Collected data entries
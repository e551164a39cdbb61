//! Parser for Project X-Ray `tilegrid.json` files.
//!
//! The tilegrid describes the physical layout of tiles on the FPGA die, including
//! each tile's grid position, type, frame base address, and site assignments.
//! Frame base addresses are used during bitstream generation to map features to
//! their physical configuration frame locations.

use serde::Deserialize;
use std::collections::HashMap;

/// A segment of configuration bits for one bus within a tile.
///
/// Each tile may have one or more bit segments (typically just `CLB_IO_CLK`),
/// each specifying where in the bitstream the tile's configuration data lives.
#[derive(Debug, Clone, PartialEq, Eq)]
pub struct TileBitSegment {
    /// The base frame address for this segment (e.g., 0x00020800).
    pub baseaddr: u32,
    /// Number of configuration frames spanned by this segment.
    pub frames: u32,
    /// Word offset within each frame where this tile's data starts.
    pub offset: u32,
    /// Number of 32-bit words per frame used by this tile.
    pub words: u32,
}

/// A single tile entry from the tilegrid.
///
/// Contains the tile's grid position, type, configuration bit layout, and
/// the sites (placement locations) it contains.
#[derive(Debug, Clone)]
pub struct TileGridEntry {
    /// Configuration bit segments indexed by bus name (e.g., "CLB_IO_CLK").
    pub bits: HashMap<String, TileBitSegment>,
    /// Column position in the tile grid.
    pub grid_x: u32,
    /// Row position in the tile grid.
    pub grid_y: u32,
    /// The tile type string (e.g., "CLBLL_L", "INT_L", "BRAM_L").
    pub tile_type: String,
    /// Sites within this tile, mapping site name to site type.
    pub sites: HashMap<String, String>,
}

/// The complete tilegrid for a device, mapping tile names to their entries.
pub type TileGrid = HashMap<String, TileGridEntry>;

/// Raw JSON structure for bit segment deserialization.
#[derive(Deserialize)]
struct RawBitSegment {
    baseaddr: String,
    frames: u32,
    offset: u32,
    words: u32,
}

/// Raw JSON structure for a tile entry deserialization.
#[derive(Deserialize)]
struct RawTileEntry {
    bits: HashMap<String, RawBitSegment>,
    grid_x: u32,
    grid_y: u32,
    #[serde(rename = "type")]
    tile_type: String,
    #[serde(default)]
    sites: HashMap<String, String>,
}

/// Parses a hex string like "0x00020800" into a u32.
fn parse_hex_addr(s: &str) -> Result<u32, String> {
    let stripped = s.strip_prefix("0x").or_else(|| s.strip_prefix("0X"));
    match stripped {
        Some(hex) => {
            u32::from_str_radix(hex, 16).map_err(|e| format!("invalid hex address '{s}': {e}"))
        }
        None => u32::from_str_radix(s, 16)
            .map_err(|e| format!("invalid hex address '{s}' (no 0x prefix): {e}")),
    }
}

/// Parses a tilegrid JSON string into a [`TileGrid`].
///
/// The input should be the contents of a `tilegrid.json` file from the
/// Project X-Ray database.
///
/// # Errors
///
/// Returns an error string if the JSON is malformed or contains invalid
/// hex base addresses.
pub fn parse_tilegrid(json: &str) -> Result<TileGrid, String> {
    let raw: HashMap<String, RawTileEntry> =
        serde_json::from_str(json).map_err(|e| format!("tilegrid JSON parse error: {e}"))?;

    let mut grid = HashMap::with_capacity(raw.len());
    for (tile_name, raw_entry) in raw {
        let mut bits = HashMap::with_capacity(raw_entry.bits.len());
        for (bus_name, raw_seg) in raw_entry.bits {
            let baseaddr = parse_hex_addr(&raw_seg.baseaddr)?;
            bits.insert(
                bus_name,
                TileBitSegment {
                    baseaddr,
                    frames: raw_seg.frames,
                    offset: raw_seg.offset,
                    words: raw_seg.words,
                },
            );
        }
        grid.insert(
            tile_name,
            TileGridEntry {
                bits,
                grid_x: raw_entry.grid_x,
                grid_y: raw_entry.grid_y,
                tile_type: raw_entry.tile_type,
                sites: raw_entry.sites,
            },
        );
    }
    Ok(grid)
}

#[cfg(test)]
mod tests {
    use super::*;

    #[test]
    fn parse_hex_addr_with_prefix() {
        assert_eq!(parse_hex_addr("0x00020800").unwrap(), 0x00020800);
    }

    #[test]
    fn parse_hex_addr_uppercase_prefix() {
        assert_eq!(parse_hex_addr("0X00FF00FF").unwrap(), 0x00FF00FF);
    }

    #[test]
    fn parse_hex_addr_no_prefix() {
        assert_eq!(parse_hex_addr("DEADBEEF").unwrap(), 0xDEADBEEF);
    }

    #[test]
    fn parse_hex_addr_zero() {
        assert_eq!(parse_hex_addr("0x00000000").unwrap(), 0);
    }

    #[test]
    fn parse_hex_addr_invalid() {
        assert!(parse_hex_addr("0xGGGG").is_err());
    }

    #[test]
    fn parse_single_clb_tile() {
        let json = r#"{
            "CLBLL_L_X16Y149": {
                "bits": {
                    "CLB_IO_CLK": {
                        "baseaddr": "0x00020800",
                        "frames": 36,
                        "offset": 99,
                        "words": 2
                    }
                },
                "grid_x": 33,
                "grid_y": 1,
                "type": "CLBLL_L",
                "sites": {
                    "SLICE_X24Y149": "SLICEL",
                    "SLICE_X25Y149": "SLICEL"
                }
            }
        }"#;
        let grid = parse_tilegrid(json).unwrap();
        assert_eq!(grid.len(), 1);

        let entry = &grid["CLBLL_L_X16Y149"];
        assert_eq!(entry.grid_x, 33);
        assert_eq!(entry.grid_y, 1);
        assert_eq!(entry.tile_type, "CLBLL_L");
        assert_eq!(entry.sites.len(), 2);
        assert_eq!(entry.sites["SLICE_X24Y149"], "SLICEL");

        let seg = &entry.bits["CLB_IO_CLK"];
        assert_eq!(seg.baseaddr, 0x00020800);
        assert_eq!(seg.frames, 36);
        assert_eq!(seg.offset, 99);
        assert_eq!(seg.words, 2);
    }

    #[test]
    fn parse_tile_without_sites() {
        let json = r#"{
            "NULL_X0Y0": {
                "bits": {},
                "grid_x": 0,
                "grid_y": 0,
                "type": "NULL"
            }
        }"#;
        let grid = parse_tilegrid(json).unwrap();
        let entry = &grid["NULL_X0Y0"];
        assert!(entry.sites.is_empty());
        assert!(entry.bits.is_empty());
    }

    #[test]
    fn parse_int_tile() {
        let json = r#"{
            "INT_L_X10Y20": {
                "bits": {
                    "CLB_IO_CLK": {
                        "baseaddr": "0x00400000",
                        "frames": 26,
                        "offset": 50,
                        "words": 2
                    }
                },
                "grid_x": 21,
                "grid_y": 130,
                "type": "INT_L",
                "sites": {}
            }
        }"#;
        let grid = parse_tilegrid(json).unwrap();
        let entry = &grid["INT_L_X10Y20"];
        assert_eq!(entry.tile_type, "INT_L");
        assert!(entry.sites.is_empty());
        assert_eq!(entry.bits["CLB_IO_CLK"].baseaddr, 0x00400000);
    }

    #[test]
    fn parse_bram_tile() {
        let json = r#"{
            "BRAM_L_X6Y100": {
                "bits": {
                    "BLOCK_RAM": {
                        "baseaddr": "0x00800000",
                        "frames": 128,
                        "offset": 0,
                        "words": 10
                    }
                },
                "grid_x": 13,
                "grid_y": 50,
                "type": "BRAM_L",
                "sites": {
                    "RAMB36_X0Y20": "RAMB36E1",
                    "RAMB18_X0Y40": "RAMB18E1",
                    "RAMB18_X0Y41": "RAMB18E1"
                }
            }
        }"#;
        let grid = parse_tilegrid(json).unwrap();
        let entry = &grid["BRAM_L_X6Y100"];
        assert_eq!(entry.tile_type, "BRAM_L");
        assert_eq!(entry.sites.len(), 3);
        assert_eq!(entry.bits["BLOCK_RAM"].frames, 128);
    }

    #[test]
    fn parse_multiple_tiles() {
        let json = r#"{
            "CLBLL_L_X0Y0": {
                "bits": {},
                "grid_x": 0,
                "grid_y": 0,
                "type": "CLBLL_L",
                "sites": {}
            },
            "INT_L_X0Y0": {
                "bits": {},
                "grid_x": 1,
                "grid_y": 0,
                "type": "INT_L",
                "sites": {}
            },
            "LIOB33_X0Y0": {
                "bits": {},
                "grid_x": 2,
                "grid_y": 0,
                "type": "LIOB33",
                "sites": {}
            }
        }"#;
        let grid = parse_tilegrid(json).unwrap();
        assert_eq!(grid.len(), 3);
        assert_eq!(grid["CLBLL_L_X0Y0"].tile_type, "CLBLL_L");
        assert_eq!(grid["INT_L_X0Y0"].tile_type, "INT_L");
        assert_eq!(grid["LIOB33_X0Y0"].tile_type, "LIOB33");
    }

    #[test]
    fn parse_multiple_bit_segments() {
        let json = r#"{
            "HCLK_L_X0Y0": {
                "bits": {
                    "CLB_IO_CLK": {
                        "baseaddr": "0x00000000",
                        "frames": 36,
                        "offset": 0,
                        "words": 1
                    },
                    "BLOCK_RAM": {
                        "baseaddr": "0x00100000",
                        "frames": 128,
                        "offset": 0,
                        "words": 1
                    }
                },
                "grid_x": 0,
                "grid_y": 0,
                "type": "HCLK_L",
                "sites": {}
            }
        }"#;
        let grid = parse_tilegrid(json).unwrap();
        let entry = &grid["HCLK_L_X0Y0"];
        assert_eq!(entry.bits.len(), 2);
        assert_eq!(entry.bits["CLB_IO_CLK"].baseaddr, 0);
        assert_eq!(entry.bits["BLOCK_RAM"].baseaddr, 0x00100000);
    }

    #[test]
    fn parse_invalid_json() {
        let result = parse_tilegrid("not valid json");
        assert!(result.is_err());
        assert!(result.unwrap_err().contains("parse error"));
    }

    #[test]
    fn parse_invalid_hex_address() {
        let json = r#"{
            "BAD_X0Y0": {
                "bits": {
                    "CLB_IO_CLK": {
                        "baseaddr": "0xZZZZZZZZ",
                        "frames": 1,
                        "offset": 0,
                        "words": 1
                    }
                },
                "grid_x": 0,
                "grid_y": 0,
                "type": "BAD",
                "sites": {}
            }
        }"#;
        let result = parse_tilegrid(json);
        assert!(result.is_err());
        assert!(result.unwrap_err().contains("invalid hex"));
    }

    #[test]
    fn tile_bit_segment_equality() {
        let a = TileBitSegment {
            baseaddr: 0x100,
            frames: 36,
            offset: 10,
            words: 2,
        };
        let b = TileBitSegment {
            baseaddr: 0x100,
            frames: 36,
            offset: 10,
            words: 2,
        };
        assert_eq!(a, b);
    }
}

Directions - Go line by line through the records above and copy each one containing "TileGridEntry".

Your solution -
pub struct TileGridEntry {
pub type TileGrid = HashMap<String, TileGridEntry>;
            TileGridEntry {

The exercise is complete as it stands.